Ancora oggi, il professor Dallocchio non ritiene di aver fatto alcunché di inappropriato. Anzi. «Ricordo che nell'ambito delle fondazioni non c'è nessuna regola di controllo. Per cui, più trasparente e aperto di così non si poteva essere. E su quella decisione mi sono astenuto».

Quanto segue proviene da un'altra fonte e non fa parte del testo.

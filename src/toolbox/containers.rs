// file: src/toolbox/containers.rs
// version: 1.0.0
// guid: 371a08a4-474b-4193-beda-645b4698e4df

//! Container discovery and target selection

use crate::error::WorkbenchError;
use crate::runner::{CommandRunner, CommandSpec};
use crate::Result;

/// Container names from `toolbox list -c` (header skipped, second column)
pub fn parse_container_list(stdout: &str) -> Vec<String> {
    stdout
        .lines()
        .skip(1)
        .filter_map(|line| line.split_whitespace().nth(1))
        .map(str::to_string)
        .collect()
}

/// Every toolbox container on this machine
pub async fn list_containers<R>(runner: &R) -> Result<Vec<String>>
where
    R: CommandRunner + ?Sized,
{
    let stdout = runner
        .output(&CommandSpec::new("toolbox").args(["list", "-c"]))
        .await?;
    Ok(parse_container_list(&stdout))
}

/// Which containers an applet acts on
#[derive(Debug, Clone, PartialEq, Eq)]
pub enum Targets {
    All,
    Named(Vec<String>),
}

impl Targets {
    /// No names, or the word `all` anywhere, selects every container
    pub fn from_names(names: &[String]) -> Self {
        if names.is_empty() || names.iter().any(|n| n == "all") {
            Targets::All
        } else {
            Targets::Named(names.to_vec())
        }
    }
}

/// Expand the targets against the containers that exist
///
/// Named containers must all exist; the error lists the valid choices.
pub async fn resolve_targets<R>(runner: &R, targets: &Targets) -> Result<Vec<String>>
where
    R: CommandRunner + ?Sized,
{
    let known = list_containers(runner).await?;

    match targets {
        Targets::All => Ok(known),
        Targets::Named(names) => {
            let unknown: Vec<&str> = names
                .iter()
                .filter(|n| !known.contains(*n))
                .map(String::as_str)
                .collect();

            if unknown.is_empty() {
                Ok(names.clone())
            } else {
                Err(WorkbenchError::ToolboxError(format!(
                    "Unknown container(s): {} (choose from: {})",
                    unknown.join(", "),
                    known
                        .iter()
                        .map(String::as_str)
                        .chain(std::iter::once("all"))
                        .collect::<Vec<_>>()
                        .join(", ")
                )))
            }
        }
    }
}
// file: src/beagleplay/reset.rs
// version: 1.0.0
// guid: 603505ce-7cab-4c16-b4df-455537b763c1

//! Pulse the CC1352 reset line through the libgpiod command line tools

use crate::error::WorkbenchError;
use crate::runner::{CommandRunner, CommandSpec};
use crate::Result;
use std::time::Duration;
use tracing::{debug, info};

/// A GPIO line located by name
#[derive(Debug, Clone, PartialEq, Eq)]
pub struct GpioLine {
    pub chip: String,
    pub offset: u32,
}

impl GpioLine {
    /// Parse `gpiofind` output: `<chip> <offset>`
    pub fn parse(stdout: &str) -> Result<Self> {
        let mut words = stdout.split_whitespace();
        match (words.next(), words.next().map(str::parse::<u32>)) {
            (Some(chip), Some(Ok(offset))) => Ok(Self {
                chip: chip.to_string(),
                offset,
            }),
            _ => Err(WorkbenchError::GpioError(format!(
                "Unexpected gpiofind output: {:?}",
                stdout.trim()
            ))),
        }
    }

    fn set(&self, value: u8) -> CommandSpec {
        CommandSpec::new("gpioset")
            .arg(self.chip.clone())
            .arg(format!("{}={}", self.offset, value))
    }

    /// Reading the line requests it as an input and releases it again
    fn release(&self) -> CommandSpec {
        CommandSpec::new("gpioget")
            .arg(self.chip.clone())
            .arg(self.offset.to_string())
    }
}

/// Locate a GPIO line by its name
pub async fn find_line<R>(runner: &R, name: &str) -> Result<GpioLine>
where
    R: CommandRunner + ?Sized,
{
    let stdout = runner
        .output(&CommandSpec::new("gpiofind").arg(name))
        .await
        .map_err(|e| WorkbenchError::GpioError(format!("GPIO line {} not found: {}", name, e)))?;

    let line = GpioLine::parse(&stdout)?;
    debug!("{} is {} offset {}", name, line.chip, line.offset);
    Ok(line)
}

/// Drive the reset line low then high, then hand it back as an input
pub async fn reset_cc1352<R>(runner: &R, line_name: &str, pulse: Duration) -> Result<()>
where
    R: CommandRunner + ?Sized,
{
    let line = find_line(runner, line_name).await?;

    info!("Resetting CC1352 via {} line {}", line.chip, line.offset);
    runner.run(&line.set(0)).await?;
    tokio::time::sleep(pulse).await;
    runner.run(&line.set(1)).await?;
    tokio::time::sleep(pulse).await;
    runner.output(&line.release()).await?;

    info!("CC1352 reset complete");
    Ok(())
}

Comunque sia, nel sottoscrivere quote del fondo Dgpa, Enpam si è indirettamente impegnata a pagare una management fee del 2,5% alla società di gestione del risparmio fondata dal suo stesso consiglier esperto. Come recita il contratto, in carico al fondo (quindi ai suoi sottoscrittori) sono inoltre «i costi relativi all'istituzione e promozione del fondo determinati forfettariamente in misura pari all'1% del totale del patrimonio (…) gli oneri relativi agli investimenti e ai disinvestimenti delle attività del fondo (…) i costi di stampa dei documenti destinati ai partecipanti (…) le spese di convocazione e tenuta delle riunioni dell' assemblea dei partecipanti e dell' Advisory committee (…) le spese di revisione della contabilità e dei rendiconti». Tutte commissioni o spese ritenute da addetti ai lavori consultati da Il Sole 24 Ore «estremamente elevate». Che nel 2010 hanno permesso a Dgpa di registrare "commissioni attive" per 3,3 milioni.
Durante i 17 anni di mandato di consigliere esperto del professor Dallocchio, Enpam ha realizzato una dozzina di operazioni in cui la svizzera Gdp ha partecipato in qualità di advisor delle controparti bancarie. Per un controvalore iniziale complessivo di 667 milioni di euro. Tra i direttori e soci di Gdp c'è Romano Binotto, ex presidente di Bell, la scatola lussemburghese che permise la scalata a Telecom da parte di "Chicco" Gnutti, il finanziere bresciano da sempre vicino a Maurizio Dallocchio (che è tra l'altro stato presidente del collegio sindacale di Fingruppo, il maggiore azionista di Hopa, la società fondata da Gnutti). «Non so chi sia Binotto… non ce l'ho in mente», ci dice oggi il professor Dallocchio.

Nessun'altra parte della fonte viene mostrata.